Бетховен питал глубокое уважение к героям Великой Французской революции, как и к героям Древнего Рима (Плутарху). Письменный стол композитора украшал бюст Брута, избавившего страну от деспотизма Цезаря. А над его письменным столом висели изречения, обнаруженные в древнем храме Египта Шампольоном. Если в Гете никогда не умирал хитрый, ловкий сановник, то в Бетховене жил бунтарь.

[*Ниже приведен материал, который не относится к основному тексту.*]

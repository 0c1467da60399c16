//! Compression, extraction and verification orchestration.
//!
//! These functions turn a resolved request into a [`ToolInvocation`], run it
//! through [`crate::process`], and report progress through the interaction
//! boundary.

use std::env;
use std::fs;
use std::path::{is_separator, Path, PathBuf};
use std::time::Instant;

use autopack_core::split_zip::{find_split_zip_main, is_split_zip, is_split_zip_part};
use autopack_core::stats::sources_size;
use autopack_core::{Error as CoreError, FileKind, FilterOutcome, FilterSet, Interaction, OperationStats};
use tracing::{debug, warn};
use walkdir::WalkDir;

use crate::config::CliConfig;
use crate::error::{Error, Result};
use crate::messages::{say, Message};
use crate::process;
use crate::tools::{compress_command, decompress_command, verify_command, CompressRequest, ToolInvocation};

/// One source of a compression run.
#[derive(Debug, Clone, PartialEq, Eq)]
pub struct CompressionSource {
    /// Path as given by the user
    pub path: PathBuf,
    /// Archive the directory's contents rather than the directory itself
    pub contents_only: bool,
}

impl CompressionSource {
    /// Builds a source from a command-line path.
    ///
    /// A trailing path separator selects contents mode.
    pub fn from_arg(path: &Path) -> Self {
        Self {
            path: path.to_path_buf(),
            contents_only: path.as_os_str().to_string_lossy().ends_with(is_separator),
        }
    }

    /// Builds a source that is always archived by name.
    pub fn named(path: &Path) -> Self {
        Self {
            path: path.to_path_buf(),
            contents_only: false,
        }
    }
}

/// Where the archiving tool runs and what it is given.
#[derive(Debug, Clone, PartialEq, Eq)]
pub struct CompressionPlan {
    /// Working directory of the tool
    pub working_dir: PathBuf,
    /// Items relative to `working_dir`
    pub items: Vec<PathBuf>,
    /// Canonical source paths, used for size statistics
    pub canonical_sources: Vec<PathBuf>,
}

/// Resolves `path` against the current directory.
///
/// # Errors
///
/// Returns an error if the current directory cannot be determined.
pub fn absolute(path: &Path) -> Result<PathBuf> {
    if path.is_absolute() {
        return Ok(path.to_path_buf());
    }
    env::current_dir()
        .map(|cwd| cwd.join(path))
        .map_err(|err| Error::from_io(path, err))
}

/// Finds the deepest directory that contains every path in `paths`.
///
/// The search starts at the parent of the first path and walks upwards.
/// When nothing below the root qualifies, the first path's root is used.
pub fn determine_common_base(paths: &[PathBuf]) -> PathBuf {
    let Some(first) = paths.first() else {
        return env::current_dir().unwrap_or_default();
    };

    let mut base = first
        .parent()
        .filter(|parent| !parent.as_os_str().is_empty())
        .unwrap_or(first.as_path())
        .to_path_buf();

    loop {
        if paths.iter().all(|path| path.starts_with(&base)) {
            return base;
        }
        match base.parent() {
            Some(parent) if !parent.as_os_str().is_empty() => base = parent.to_path_buf(),
            _ => break,
        }
    }

    first
        .ancestors()
        .last()
        .map_or_else(PathBuf::new, Path::to_path_buf)
}

/// Computes the working directory and item list for `sources`.
///
/// # Errors
///
/// Returns [`CoreError::InvalidSource`] if a source does not exist.
pub fn plan_compression(sources: &[CompressionSource]) -> Result<CompressionPlan> {
    if sources.is_empty() {
        return Err(Error::MissingArgs(
            "No sources provided for compression".to_string(),
        ));
    }

    let canonical_sources = sources
        .iter()
        .map(|source| {
            fs::canonicalize(&source.path)
                .map_err(|err| CoreError::source_unavailable(&source.path, &err))
        })
        .collect::<std::result::Result<Vec<_>, _>>()?;

    let contents_dir = match (sources, canonical_sources.as_slice()) {
        ([source], [canonical]) if source.contents_only && canonical.is_dir() => {
            Some(canonical.clone())
        }
        _ => None,
    };
    if let Some(working_dir) = contents_dir {
        return Ok(CompressionPlan {
            working_dir,
            items: vec![PathBuf::from(".")],
            canonical_sources,
        });
    }

    let working_dir = determine_common_base(&canonical_sources);
    let items = canonical_sources
        .iter()
        .map(|canonical| match canonical.strip_prefix(&working_dir) {
            Ok(relative) if relative.as_os_str().is_empty() => PathBuf::from("."),
            Ok(relative) => relative.to_path_buf(),
            Err(_) => canonical
                .file_name()
                .map_or_else(|| canonical.clone(), PathBuf::from),
        })
        .collect();

    Ok(CompressionPlan {
        working_dir,
        items,
        canonical_sources,
    })
}

/// Expands the plan's items into individual files and filters them.
///
/// Directories are walked recursively; the returned paths stay relative to
/// the plan's working directory, in a stable order.
///
/// # Errors
///
/// Returns [`CoreError::InvalidSource`] when every file was filtered out.
pub fn filter_plan(plan: &CompressionPlan, filters: &FilterSet) -> Result<FilterOutcome<PathBuf>> {
    let mut candidates = Vec::new();

    for item in &plan.items {
        let full = if item == Path::new(".") {
            plan.working_dir.clone()
        } else {
            plan.working_dir.join(item)
        };

        if !full.is_dir() {
            candidates.push(item.clone());
            continue;
        }

        for entry in WalkDir::new(&full).sort_by_file_name() {
            let entry = match entry {
                Ok(entry) => entry,
                Err(err) => {
                    warn!(error = %err, "skipping unreadable entry");
                    continue;
                }
            };
            if !entry.file_type().is_file() {
                continue;
            }
            if let Ok(relative) = entry.path().strip_prefix(&plan.working_dir) {
                candidates.push(relative.to_path_buf());
            }
        }
    }

    let outcome = filters.filter(candidates);
    if outcome.accepted.is_empty() {
        return Err(CoreError::InvalidSource {
            path: plan.working_dir.clone(),
            reason: Some(
                "No files left to archive after applying include/exclude patterns.".to_string(),
            ),
        }
        .into());
    }

    Ok(outcome)
}

/// Compresses `sources` into `target` as an archive of `kind`.
///
/// # Parameters
///
/// * `sources` - Files or directories to archive
/// * `target` - Archive path (already cleared by conflict resolution)
/// * `kind` - Archive format to produce
/// * `config` - Password, level, threads, filters, verbosity and benchmark flags
/// * `io` - Where progress lines are written
///
/// # Returns
///
/// Statistics for the run when `--benchmark` is set.
///
/// # Errors
///
/// - [`CoreError::InvalidSource`] if a source is missing or filtering left nothing
/// - [`CoreError::UnknownFormat`] if `kind` cannot be created
/// - [`Error::ToolNotFound`] or [`Error::OperationFailed`] from the tool run
pub fn compress(
    sources: &[CompressionSource],
    target: &Path,
    kind: FileKind,
    config: &CliConfig,
    io: &mut dyn Interaction,
) -> Result<Option<OperationStats>> {
    let mut plan = plan_compression(sources)?;
    let threads = config.thread_count();

    if config.verbose {
        if let Some(count) = threads.filter(|&count| count > 1) {
            say(io, &Message::ThreadsInfo.render(&[("COUNT", &count.to_string())]));
        }
    }

    let filters = config.filters();
    if !filters.is_empty() {
        if matches!(kind, FileKind::Lz4 | FileKind::Zstd) {
            warn!(?kind, "include/exclude patterns ignored for single-stream format");
            io.write_err(&Message::WarningFiltersIgnored.render(&[("FORMAT", kind.display_name())]));
            io.write_err("\n");
        } else {
            let outcome = filter_plan(&plan, &filters)?;
            if config.verbose {
                say(
                    io,
                    &Message::FilteringFiles.render(&[
                        ("INCLUDED", &outcome.accepted.len().to_string()),
                        ("EXCLUDED", &outcome.rejected.to_string()),
                    ]),
                );
            }
            plan.items = outcome.accepted;
        }
    }

    let password = config.password();
    if password.is_some() && kind.is_tar_family() {
        say(io, &Message::WarningTarPassword.text());
    }

    let target = absolute(target)?;
    let invocation = compress_command(&CompressRequest {
        kind,
        target: &target,
        items: &plan.items,
        working_dir: &plan.working_dir,
        password,
        level: config.level,
        threads,
    })?;
    process::ensure_tool(invocation.program)?;

    let original_size = config
        .benchmark
        .then(|| sources_size(&plan.canonical_sources));

    say(io, &Message::Compressing.text());
    let started = Instant::now();
    process::run_tool(&invocation)?;
    let elapsed = started.elapsed();

    let stats = original_size.map(|original_size| OperationStats {
        original_size,
        compressed_size: fs::metadata(&target).map(|m| m.len()).unwrap_or(0),
        elapsed,
        threads: threads.unwrap_or(1),
    });

    if config.verify {
        say(io, &Message::Verifying.text());
        let message = if verify(kind, &target) {
            Message::VerificationSuccess
        } else {
            Message::VerificationFailed
        };
        say(io, &message.text());
    }

    say(io, &Message::OperationComplete.text());
    if let Some(stats) = &stats {
        print_stats(stats, io);
    }

    Ok(stats)
}

/// Extracts `source` into `target_dir`, creating the directory if needed.
///
/// Split ZIP sets are extracted with `7z` from their main `.zip` file, which
/// is located automatically when a `.z##` part is given.
///
/// # Errors
///
/// - [`CoreError::InvalidTarget`] if the target directory cannot be created
/// - [`CoreError::InvalidSource`] if the main file of a split set is missing
/// - [`Error::SplitZipRequires7z`] if a split set is given and `7z` is missing
/// - [`CoreError::UnknownFormat`] if `kind` is not an archive
/// - [`Error::ToolNotFound`] or [`Error::OperationFailed`] from the tool run
pub fn decompress(
    source: &Path,
    target_dir: &Path,
    kind: FileKind,
    config: &CliConfig,
    io: &mut dyn Interaction,
) -> Result<()> {
    if !target_dir.exists() {
        fs::create_dir_all(target_dir)
            .map_err(|err| CoreError::invalid_target(target_dir, err.to_string()))?;
        debug!(target = %target_dir.display(), "created target directory");
    }

    let password = config.password();
    if password.is_some() && kind.is_tar_family() {
        say(io, &Message::WarningTarPassword.text());
    }

    let split = kind == FileKind::Zip && is_split_zip(source);
    let mut archive = source.to_path_buf();
    if split {
        if is_split_zip_part(source) {
            archive = find_split_zip_main(source)?;
        }
        if !process::is_tool_available("7z") {
            return Err(Error::SplitZipRequires7z);
        }
        if config.verbose {
            say(io, &Message::SplitZipDetected.text());
        }
    }

    let invocation = decompress_command(
        kind,
        &absolute(&archive)?,
        &absolute(target_dir)?,
        password,
        split,
    )?;
    process::ensure_tool(invocation.program)?;

    say(io, &Message::Decompressing.text());
    process::run_tool(&invocation)?;
    say(io, &Message::OperationComplete.text());

    Ok(())
}

/// Tests `archive` with the format's own tool.
///
/// Formats without a test mode count as verified; a missing tool counts as
/// a failed verification.
pub fn verify(kind: FileKind, archive: &Path) -> bool {
    let Some(invocation) = verify_command(kind, archive) else {
        return true;
    };
    run_quietly(&invocation)
}

fn run_quietly(invocation: &ToolInvocation) -> bool {
    if !process::is_tool_available(invocation.program) {
        warn!(program = invocation.program, "verification tool not found");
        return false;
    }
    matches!(process::execute(invocation), Ok(0))
}

/// Prints the benchmark summary.
pub fn print_stats(stats: &OperationStats, io: &mut dyn Interaction) {
    let time = format!("{:.3}", stats.elapsed.as_secs_f64());
    say(io, &Message::OperationTime.render(&[("TIME", &time)]));

    if stats.has_sizes() {
        say(
            io,
            &Message::CompressionRatio.render(&[
                ("RATIO", &format!("{:.2}", stats.ratio())),
                ("SAVED", &stats.saved_bytes().to_string()),
            ]),
        );
    }

    if stats.threads > 1 {
        say(io, &Message::ThreadsInfo.render(&[("COUNT", &stats.threads.to_string())]));
    }
}

/// Deletes a source after a successful operation, recursively for directories.
///
/// # Errors
///
/// Returns the underlying I/O error.
pub fn remove_source(path: &Path) -> std::io::Result<()> {
    if path.is_dir() {
        fs::remove_dir_all(path)
    } else {
        fs::remove_file(path)
    }
}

Однажды летом 1811 г. в Теплице собралось блестящее общество (императоры и императрицы, короли, герцоги, князья, сановники). Здесь и произошла долгожданная встреча двух великих. Бетховен считал себя почитателем Гете и ожидал с ним знакомства. В свою очередь и Гете был наслышан о Бетховене, чей образ к тому времени обрел ореол гения. Вот как описывает один из биографов знакомство: «После первых же встреч оба были разочарованы, каждый по-своему и в иной степени; царь поэтов оказался поэтом царей, чиновником, полным эгоизма, олимпийского величия в толпе и низкопоклонства при дворе: шестидесятилетний сановник, бывший министр, щеголявший стилистикой своей часто напыщенной речи, не мог полюбить и расположить к себе свободолюбивого и пылкого, несмотря на сорокалетний возраст, артиста, непринужденная речь которого была полна простонародных выражений рейнского наречия.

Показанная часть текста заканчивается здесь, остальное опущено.